Ai Eval Test Suite Quality Gate

An adversarial gate that audits an AI eval or test suite for gameable criteria, data leakage, missing edge cases, and non-determinism, returning one PASS/REVISE/FAIL verdict.

Install
cmdop skills install agensi-ai-eval-test-suite-quality-gate

AI Eval & Test-Suite Quality Gate

A pre-ship review gate that audits your AI evaluation and test suite for the flaws that quietly make it lie — before you trust a green dashboard to approve a model, prompt, or agent change.

The problem it solves

Evals fail silently. A suite reports 94% and the team ships, but the judge rubric was gameable, the test set leaked into the prompt, the hard cases were never included, and the headline metric measured format instead of correctness. The dashboard turns green while the system gets worse. This gate treats the eval suite itself as the thing under test and tells you whether its passing score means anything.

What it does

It installs a skeptical evaluation reviewer between your eval suite and the decision you are about to make with it. It does not rewrite your evals or invent new test cases. It audits the suite you already have across five passes and returns one structured verdict.
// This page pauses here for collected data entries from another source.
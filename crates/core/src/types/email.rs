//! Email address type.

use core::fmt;

use serde::{Deserialize, Serialize};

/// Errors that can occur when parsing an [`Email`].
#[derive(thiserror::Error, Debug, Clone, PartialEq, Eq)]
pub enum EmailError {
    /// The input string is empty.
    #[error("email cannot be empty")]
    Empty,
    /// The input string is too long.
    #[error("email must be at most {max} characters")]
    TooLong {
        /// Maximum allowed length.
        max: usize,
    },
    /// The input does not contain an @ symbol.
    #[error("email must contain an @ symbol")]
    MissingAtSymbol,
    /// The local part (before @) is empty.
    #[error("email local part cannot be empty")]
    EmptyLocalPart,
    /// The domain part (after @) is empty.
    #[error("email domain cannot be empty")]
    EmptyDomain,
}

/// An email address with basic structural validation.
///
/// ## Constraints
///
/// - Length: 1-254 characters (RFC 5321 limit)
/// - Must contain an @ symbol with a non-empty local part and domain
///
/// ## Examples
///
/// ```
/// use bluefruit_core::Email;
///
/// assert!(Email::parse("cliente@correo.com").is_ok());
/// assert!(Email::parse("no-at-symbol").is_err());
/// assert!(Email::parse("@correo.com").is_err());
/// ```
#[derive(Debug, Clone, Serialize, Deserialize, PartialEq, Eq, Hash)]
#[serde(transparent)]
pub struct Email(String);

impl Email {
    /// Maximum length of an email address (RFC 5321).
    pub const MAX_LENGTH: usize = 254;

    /// Parse an `Email` from a string.
    ///
    /// # Errors
    ///
    /// Returns an error if the input is empty, longer than 254 characters,
    /// missing an @ symbol, or has an empty local part or domain.
    pub fn parse(s: &str) -> Result<Self, EmailError> {
        if s.is_empty() {
            return Err(EmailError::Empty);
        }

        if s.len() > Self::MAX_LENGTH {
            return Err(EmailError::TooLong {
                max: Self::MAX_LENGTH,
            });
        }

        let at_pos = s.find('@').ok_or(EmailError::MissingAtSymbol)?;

        if at_pos == 0 {
            return Err(EmailError::EmptyLocalPart);
        }

        if at_pos == s.len() - 1 {
            return Err(EmailError::EmptyDomain);
        }

        Ok(Self(s.to_owned()))
    }

    /// Returns the email address as a string slice.
    #[must_use]
    pub fn as_str(&self) -> &str {
        &self.0
    }

    /// Consumes the `Email` and returns its inner string.
    #[must_use]
    pub fn into_inner(self) -> String {
        self.0
    }
}

impl fmt::Display for Email {
    fn fmt(&self, f: &mut fmt::Formatter<'_>) -> fmt::Result {
        write!(f, "{}", self.0)
    }
}

impl std::str::FromStr for Email {
    type Err = EmailError;

    fn from_str(s: &str) -> Result<Self, Self::Err> {
        Self::parse(s)
    }
}

impl AsRef<str> for Email {
    fn as_ref(&self) -> &str {
        &self.0
    }
}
  1. Gameable-rubric check — criteria a mediocre answer can satisfy: rewarding length, format, keywords, or confident tone instead of correctness; vague unanchored scales; judge prompts that leak the answer or invite generosity.
  2. Data-leakage and contamination check — the test set appearing in the prompt or few-shot block, golden answers visible to the model under test, and calibration/evaluation overlap that turns memorization into a passing score.
  3. Coverage and edge-case check — missing failure modes, adversarial and malformed inputs, boundary values, and absent negative tests that are supposed to fail but are never checked.
  4. Determinism and statistical-rigor check — non-deterministic scoring with no fixed seed or temperature, single runs reported as stable, thresholds with no sample-size justification, and flaky tests masked by reruns.
  5. Metric-validity check — proxy metrics standing in for quality, averages that hide catastrophic tails, and thresholds chosen to clear the current build rather than define acceptable behavior.

What you get

One decision — PASS, REVISE, or FAIL — with each weakness quoted from the suite, tagged by failure class, and ranked by how much it inflates the score, plus the single most likely real-world failure the suite would miss.

Why it works

It separates running an eval from trusting an eval. A model told to assume the suite is flawed and hunt for why a bad system would still pass finds the leakage, gaming, and coverage gaps that a glance at a passing dashboard never surfaces.

What it is not

A reasoning-and-prompting skill, not a test runner, CI system, or coverage tool. It does not execute tests, compute metrics, or connect to your harness — it reads the suite as text and judges its trustworthiness. Pair it with held-out sets, seeded runs, and significance testing for end-to-end rigor.